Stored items
════════

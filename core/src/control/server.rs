//! Control-plane socket server
//!
//! A listener thread accepts Unix socket connections and forwards each
//! decoded request into a mailbox. The reactor drains the mailbox only
//! between commands, so control operations never race a transfer; the
//! per-request bounded channel carries the reply back to the connection
//! thread.

use std::fs;
use std::io::{BufReader, Write};
use std::os::unix::net::{UnixListener, UnixStream};
use std::path::{Path, PathBuf};
use std::sync::atomic::{AtomicBool, Ordering};
use std::sync::Arc;
use std::thread::{self, JoinHandle};
use std::time::Duration;

use anyhow::Result;
use crossbeam_channel::{Receiver, Sender};
use log::*;

use super::proto::{read_frame, write_frame, ControlRequest, ControlResult};

/// Default location of the control socket
pub const DEFAULT_SOCKET: &str = "/var/run/slate.sock";

/// Message from the server to the reactor
pub enum ControlMessage {
    Request {
        request: ControlRequest,
        response_tx: Sender<ControlResult>,
    },
    Shutdown,
}

pub struct ControlServer {
    socket_path: PathBuf,
    running: Arc<AtomicBool>,
    listener_thread: Option<JoinHandle<()>>,
    request_tx: Sender<ControlMessage>,
    request_rx: Receiver<ControlMessage>,
}

impl ControlServer {
    pub fn new(socket_path: &Path) -> Self {
        let (request_tx, request_rx) = crossbeam_channel::unbounded();
        Self {
            socket_path: socket_path.to_path_buf(),
            running: Arc::new(AtomicBool::new(false)),
            listener_thread: None,
            request_tx,
            request_rx,
        }
    }

    /// The mailbox the reactor drains at phase boundaries.
    pub fn receiver(&self) -> Receiver<ControlMessage> {
        self.request_rx.clone()
    }

    pub fn start(&mut self) -> Result<()> {
        self.running.store(true, Ordering::SeqCst);

        if self.socket_path.exists() {
            fs::remove_file(&self.socket_path)?;
        }
        let listener = UnixListener::bind(&self.socket_path)?;
        listener.set_nonblocking(true)?;

        info!("Control server listening on {}", self.socket_path.display());

        let running = self.running.clone();
        let request_tx = self.request_tx.clone();
        let socket_path = self.socket_path.clone();

        self.listener_thread = Some(thread::spawn(move || {
            Self::listen_loop(&listener, &running, &request_tx);
            let _ = fs::remove_file(&socket_path);
        }));

        Ok(())
    }

    pub fn stop(&mut self) {
        self.running.store(false, Ordering::SeqCst);
        let _ = self.request_tx.send(ControlMessage::Shutdown);

        if let Some(t) = self.listener_thread.take() {
            let _ = t.join();
        }
        if self.socket_path.exists() {
            let _ = fs::remove_file(&self.socket_path);
        }
    }

    fn listen_loop(
        listener: &UnixListener,
        running: &Arc<AtomicBool>,
        request_tx: &Sender<ControlMessage>,
    ) {
        while running.load(Ordering::SeqCst) {
            match listener.accept() {
                Ok((stream, _)) => {
                    let tx = request_tx.clone();
                    thread::spawn(move || {
                        if let Err(e) = Self::handle_connection(stream, &tx) {
                            debug!("Control connection ended: {e:#}");
                        }
                    });
                }
                Err(ref e) if e.kind() == std::io::ErrorKind::WouldBlock => {
                    thread::sleep(Duration::from_millis(10));
                }
                Err(e) => {
                    error!("Control socket accept error: {e}");
                    thread::sleep(Duration::from_millis(100));
                }
            }
        }
    }

    fn handle_connection(stream: UnixStream, request_tx: &Sender<ControlMessage>) -> Result<()> {
        stream.set_read_timeout(Some(Duration::from_secs(30)))?;
        stream.set_write_timeout(Some(Duration::from_secs(30)))?;

        let mut reader = BufReader::new(stream.try_clone()?);
        let mut writer = stream;

        loop {
            let request: ControlRequest = match read_frame(&mut reader) {
                Ok(r) => r,
                // Peer hung up between requests
                Err(_) => return Ok(()),
            };

            let (response_tx, response_rx) = crossbeam_channel::bounded(1);
            request_tx.send(ControlMessage::Request {
                request,
                response_tx,
            })?;

            // The reactor answers between bus commands; a long transfer
            // can delay this but never indefinitely
            let response = response_rx
                .recv_timeout(Duration::from_secs(30))
                .unwrap_or_else(|_| {
                    Err(super::proto::ControlError::Invalid {
                        message: "Server busy".into(),
                    })
                });

            write_frame(&mut writer, &response)?;
            writer.flush()?;
        }
    }
}

impl Drop for ControlServer {
    fn drop(&mut self) {
        self.stop();
    }
}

════════

- **TASK REQUIREMENTS**:
Where a line in the records above contains the string "match", copy that line.

- **COMPLETED EXERCISE**:
            match listener.accept() {
            let request: ControlRequest = match read_frame(&mut reader) {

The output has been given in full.